Work order: The whole of the data is to be duplicated precisely.

Dataset records:
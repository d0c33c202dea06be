//! # Demo Security
//!
//! Credential hashing for identities stored by the demo engine.

pub mod password;

pub use password::{PasswordCost, PasswordError, PasswordService};
// ============================================================================
// Demo Engine - Repository Service
// File: crates/demo-engine/src/repository.rs
// ============================================================================

use async_trait::async_trait;
use tracing::info;
use uuid::Uuid;

use demo_core::domain::{ProcessDefinition, ProcessModel};
use demo_core::ports::RepositoryService;
use demo_core::DomainError;

use crate::engine::InMemoryEngine;

#[async_trait]
impl RepositoryService for InMemoryEngine {
    async fn deploy(&self, key: &str, name: &str, model: ProcessModel) -> Result<ProcessDefinition, DomainError> {
        if key.is_empty() {
            return Err(DomainError::ValidationError("Process definition key must not be empty".to_string()));
        }
        model.validate().map_err(DomainError::ValidationError)?;

        let mut state = self.state.write();
        let version = state
            .definitions
            .iter()
            .filter(|d| d.key == key)
            .map(|d| d.version)
            .max()
            .unwrap_or(0)
            + 1;

        let definition = ProcessDefinition {
            id: format!("{}:{}:{}", key, version, Uuid::new_v4()),
            key: key.to_string(),
            name: name.to_string(),
            version,
            model,
        };
        state.definitions.push(definition.clone());
        info!(key, version, "Process definition deployed");
        Ok(definition)
    }

    async fn find_definition(&self, key: &str, version: Option<i32>) -> Result<Option<ProcessDefinition>, DomainError> {
        let state = self.state.read();
        let mut candidates = state.definitions.iter().filter(|d| d.key == key);
        let found = match version {
            Some(version) => candidates.find(|d| d.version == version),
            None => candidates.max_by_key(|d| d.version),
        };
        Ok(found.cloned())
    }
}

Solution for this task:
repository d0c33c202dea06be
//! # Demo Security
//!
//! Credential hashing for identities stored by the demo engine.

pub mod password;

pub use password::{PasswordCost, PasswordError, PasswordService};
// ============================================================================
// Demo Engine - Repository Service
// File: crates/demo-engine/src/repository.rs
// ============================================================================

use async_trait::async_trait;
use tracing::info;
use uuid::Uuid;

use demo_core::domain::{ProcessDefinition, ProcessModel};
use demo_core::ports::RepositoryService;
use demo_core::DomainError;

use crate::engine::InMemoryEngine;

#[async_trait]
impl RepositoryService for InMemoryEngine {
    async fn deploy(&self, key: &str, name: &str, model: ProcessModel) -> Result<ProcessDefinition, DomainError> {
        if key.is_empty() {
            return Err(DomainError::ValidationError("Process definition key must not be empty".to_string()));
        }
        model.validate().map_err(DomainError::ValidationError)?;

        let mut state = self.state.write();
        let version = state
            .definitions
            .iter()
            .filter(|d| d.key == key)
            .map(|d| d.version)
            .max()
            .unwrap_or(0)
            + 1;

        let definition = ProcessDefinition {
            id: format!("{}:{}:{}", key, version, Uuid::new_v4()),
            key: key.to_string(),
            name: name.to_string(),
            version,
            model,
        };
        state.definitions.push(definition.clone());
        info!(key, version, "Process definition deployed");
        Ok(definition)
    }

    async fn find_definition(&self, key: &str, version: Option<i32>) -> Result<Option<ProcessDefinition>, DomainError> {
        let state = self.state.read();
        let mut candidates = state.definitions.iter().filter(|d| d.key == key);
        let found = match version {
            Some(version) => candidates.find(|d| d.version == version),
            None => candidates.max_by_key(|d| d.version),
        };
        Ok(found.cloned())
    }
}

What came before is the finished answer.